(Data entries)

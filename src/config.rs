use std::path::{Path, PathBuf};

use serde::{Deserialize, Serialize};

use crate::error::{GoldError, Result};
use crate::partition::{PartitionAddress, YearMonth};

/// What to do with a rolling window that has fewer months than configured.
#[derive(
    Debug, Clone, Copy, Default, PartialEq, Eq, Serialize, Deserialize, clap::ValueEnum,
)]
#[serde(rename_all = "snake_case")]
pub enum PartialWindowPolicy {
    /// Sum over the months that exist and label the row as partial.
    #[default]
    Compute,
    /// Write nothing for that window end.
    Skip,
}

/// Options recognised by the Gold and Gold-Specifics builders.
///
/// Every field has a default, so a JSON config file only needs the keys it
/// changes. CLI flags override the file.
#[derive(Debug, Clone, PartialEq, Serialize, Deserialize)]
#[serde(default)]
pub struct PipelineConfig {
    pub silver_dir: PathBuf,
    pub gold_dir: PathBuf,
    pub specifics_dir: PathBuf,
    pub top_n_articles: usize,
    pub top_n_referrers: usize,
    pub top_n_all_time: usize,
    pub top_n_trending: usize,
    pub top_n_edges: usize,
    pub rolling_window_months: usize,
    pub enable_referrers: bool,
    pub enable_edges: bool,
    pub min_clicks_edges: i64,
    pub min_clicks_referrers: i64,
    pub partial_windows: PartialWindowPolicy,
    pub skip_existing: bool,
}

impl Default for PipelineConfig {
    fn default() -> Self {
        Self {
            silver_dir: PathBuf::from("data/silver"),
            gold_dir: PathBuf::from("data/gold"),
            specifics_dir: PathBuf::from("data/gold_specifics"),
            top_n_articles: 100,
            top_n_referrers: 50,
            top_n_all_time: 500,
            top_n_trending: 100,
            top_n_edges: 100_000,
            rolling_window_months: 6,
            enable_referrers: true,
            enable_edges: true,
            min_clicks_edges: 1,
            min_clicks_referrers: 1,
            partial_windows: PartialWindowPolicy::Compute,
            skip_existing: false,
        }
    }
}

impl PipelineConfig {
    pub fn from_json_file(path: &Path) -> Result<Self> {
        let text = std::fs::read_to_string(path)?;
        let config: Self = serde_json::from_str(&text)?;
        Ok(config)
    }

    pub fn validate(&self) -> Result<()> {
        if !(1..=120).contains(&self.rolling_window_months) {
            return Err(GoldError::Config(format!(
                "rolling_window_months must be within 1..=120, got {}",
                self.rolling_window_months
            )));
        }
        for (name, value) in [
            ("top_n_articles", self.top_n_articles),
            ("top_n_referrers", self.top_n_referrers),
            ("top_n_all_time", self.top_n_all_time),
            ("top_n_trending", self.top_n_trending),
            ("top_n_edges", self.top_n_edges),
        ] {
            if value == 0 {
                return Err(GoldError::Config(format!("{name} must be positive")));
            }
        }
        Ok(())
    }
}

/// Narrows which partitions a run touches.
#[derive(Debug, Clone, Default, PartialEq, Eq)]
pub struct PartitionFilter {
    pub lang: Option<String>,
    pub year: Option<i32>,
    pub month: Option<u32>,
    /// Keep only the most recent (year, month) among the remaining partitions.
    pub latest_month: bool,
}

impl PartitionFilter {
    pub fn accepts_lang(&self, lang: &str) -> bool {
        self.lang.as_deref().map_or(true, |wanted| wanted == lang)
    }

    pub fn accepts(&self, address: &PartitionAddress) -> bool {
        self.accepts_lang(&address.lang)
            && self.year.map_or(true, |y| address.year == Some(y))
            && self.month.map_or(true, |m| address.month == Some(m))
    }

    /// Apply every criterion, including `latest_month`, to a partition list.
    pub fn apply<T>(&self, partitions: Vec<(PartitionAddress, T)>) -> Vec<(PartitionAddress, T)> {
        let kept: Vec<_> = partitions
            .into_iter()
            .filter(|(address, _)| self.accepts(address))
            .collect();
        if !self.latest_month {
            return kept;
        }
        let latest: Option<YearMonth> = kept.iter().filter_map(|(a, _)| a.year_month()).max();
        kept.into_iter()
            .filter(|(address, _)| address.year_month() == latest)
            .collect()
    }
}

• [EXERCISE INSTRUCTIONS] The word to find is "PartialWindowPolicy". Copy every line of the data that holds it.

• [SOLVED PROBLEM]
pub enum PartialWindowPolicy {
    pub partial_windows: PartialWindowPolicy,
            partial_windows: PartialWindowPolicy::Compute,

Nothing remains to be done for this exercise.